Later, after relocating to a small Idaho town, Andrew meets Iris, a local witch who survived spiritual and physical abuse and who has the scars to prove it. When Iris invites him in, Andrew is enchanted; he believes that he’s found love again. He meets other bewitching characters, too, including Iris’s goofy daughter Lily and their pets. The situation is beguiling: Iris and Lily have a light, loving relationship, which Lily echoes in her interactions with her patient cat Philip, whom she dresses up on a regular basis.

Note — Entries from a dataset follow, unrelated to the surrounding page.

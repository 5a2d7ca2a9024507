//! Render-loop scheduling.
//!
//! Two disciplines are supported behind one [`FrameScheduler`]:
//!
//! - **Vsync-cooperative**: every completed frame schedules exactly one successor at the next
//!   refresh boundary, and the loop yields between frames. A poll never reports more than one
//!   frame.
//! - **Fixed-interval**: ticks fire at `anchor + k * interval` regardless of how long frames take.
//!   When a frame overruns the interval, several ticks are due at once; [`OverrunPolicy`] decides
//!   whether the extra ticks are dropped or run back to back.
//!
//! Frames never overlap: the bridge context is driven through `&mut`, so a tick cannot start
//! while another is running. The overrun policy is the only place where "late" ticks are handled.

use std::time::Duration;

use serde::{Deserialize, Serialize};

#[derive(Debug, Clone, Copy, PartialEq, Eq, Serialize, Deserialize)]
#[serde(tag = "policy", rename_all = "snake_case")]
pub enum OverrunPolicy {
    /// Run one frame for any number of elapsed ticks and drop the rest.
    Drop,
    /// Run every elapsed tick, up to `max_backlog` per poll; the excess is dropped.
    Queue { max_backlog: u32 },
}

impl Default for OverrunPolicy {
    fn default() -> Self {
        OverrunPolicy::Drop
    }
}

#[derive(Debug, Clone, Copy, PartialEq, Eq)]
pub enum ScheduleStrategy {
    VsyncCooperative { refresh: Duration },
    FixedInterval {
        interval: Duration,
        overrun: OverrunPolicy,
    },
}

impl ScheduleStrategy {
    /// 60 Hz display-synced scheduling.
    pub fn vsync_60hz() -> Self {
        ScheduleStrategy::VsyncCooperative {
            refresh: Duration::from_nanos(1_000_000_000 / 60),
        }
    }
}

impl Default for ScheduleStrategy {
    fn default() -> Self {
        Self::vsync_60hz()
    }
}

#[derive(Debug, Clone)]
pub struct FrameScheduler {
    strategy: ScheduleStrategy,
    next_deadline: Option<Duration>,
    /// Vsync only: a frame was handed out and has not completed yet.
    awaiting_completion: bool,
    /// Fixed-interval only: scheduled time of the first tick handed out by the last poll.
    first_due_tick: Option<Duration>,
    dropped_ticks: u64,
}

impl FrameScheduler {
    pub fn new(strategy: ScheduleStrategy) -> Self {
        Self {
            strategy,
            next_deadline: None,
            awaiting_completion: false,
            first_due_tick: None,
            dropped_ticks: 0,
        }
    }

    pub fn strategy(&self) -> ScheduleStrategy {
        self.strategy
    }

    pub fn next_deadline(&self) -> Option<Duration> {
        self.next_deadline
    }

    /// Fixed-interval ticks discarded by the overrun policy.
    pub fn dropped_ticks(&self) -> u64 {
        self.dropped_ticks
    }

    /// Scheduled start of frame `index` among those returned by the last [`Self::frames_due`].
    ///
    /// Fixed-interval frames are stamped with their own tick, so a backlog run back to back still
    /// reports the nominal cadence. Vsync frames have no scheduled time and return `None`; the
    /// caller samples its clock instead.
    pub fn frame_start(&self, index: u32) -> Option<Duration> {
        let ScheduleStrategy::FixedInterval { interval, .. } = self.strategy else {
            return None;
        };
        let first = self.first_due_tick?;
        Some(first + interval.max(Duration::from_nanos(1)) * index)
    }

    /// Number of frames to run now.
    ///
    /// The first poll starts the schedule: vsync runs a frame immediately, fixed-interval anchors
    /// its first tick one interval later.
    pub fn frames_due(&mut self, now: Duration) -> u32 {
        match self.strategy {
            ScheduleStrategy::VsyncCooperative { .. } => {
                self.first_due_tick = None;
                if self.awaiting_completion {
                    return 0;
                }
                match self.next_deadline {
                    Some(deadline) if now < deadline => 0,
                    _ => {
                        self.next_deadline = None;
                        self.awaiting_completion = true;
                        1
                    }
                }
            }
            ScheduleStrategy::FixedInterval { interval, overrun } => {
                self.first_due_tick = None;
                let Some(deadline) = self.next_deadline else {
                    self.next_deadline = Some(now + interval);
                    return 0;
                };
                if now < deadline {
                    return 0;
                }

                let interval = interval.max(Duration::from_nanos(1));
                let interval_ns = interval.as_nanos();
                let elapsed = (now - deadline).as_nanos() / interval_ns + 1;
                let advance = interval_ns.saturating_mul(elapsed);
                self.next_deadline =
                    Some(deadline + Duration::from_nanos(advance.min(u64::MAX as u128) as u64));

                let elapsed = elapsed.min(u32::MAX as u128) as u32;
                let due = match overrun {
                    OverrunPolicy::Drop => 1,
                    OverrunPolicy::Queue { max_backlog } => elapsed.min(max_backlog.max(1)),
                };
                // The frames run are the most recent `due` ticks; older ones are the dropped ones.
                self.first_due_tick = Some(deadline + interval * (elapsed - due));
                let dropped = elapsed - due;
                if dropped > 0 {
                    self.dropped_ticks += u64::from(dropped);
                    tracing::debug!(dropped, due, "frame overran the tick interval");
                }
                due
            }
        }
    }

    /// Reports that a frame finished at `now`.
    ///
    /// For vsync this schedules the single successor frame at the next refresh boundary.
    pub fn frame_completed(&mut self, now: Duration) {
        if let ScheduleStrategy::VsyncCooperative { refresh } = self.strategy {
            let refresh_ns = refresh.as_nanos().max(1);
            let next = (now.as_nanos() / refresh_ns + 1) * refresh_ns;
            self.next_deadline = Some(Duration::from_nanos(next.min(u64::MAX as u128) as u64));
            self.awaiting_completion = false;
        }
    }
}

But a jealous former lover threatens Iris’s new happiness, casting a powerful spell on the couple. They flee, hoping to outrun the curse. But even when they land far from Idaho, they are haunted by their past decisions and mistakes. Suspense builds; apparitions and nightmares plague Andrew, Iris, and Lily.
As the book progresses, so does its goriness. There are tense scenes involving death and other dire consequences of the curse. But the delivery is undermined by the book’s fast pace; solutions come with speed, even in situations that feel foreboding and hopeless. This is true even in the book’s ostensibly climactic moments, as when Iris struggles with the impact of the curse on Lily, enlisting the help of a pastor; the action is quick and involving, and the final haunting is short on true fright.
Interest also wanes because Andrew is such a mechanical narrator. For example, he follows his coverage of events with stiff, unconvincing statements about his feelings regarding them. He is also repetitive in his descriptions of others, so that other people are developed in a limited and tedious manner: LaRae is known in terms of her apple-butter skin; Lily has tangerine curls. And the book’s conversations are redundant and unnatural, too, as when people reiterate each others’ names without necessity in the course of single exchanges.
A troubled man grapples with love, grief, and redemption in the supernatural novel The Haunting of Andrew Sharpai.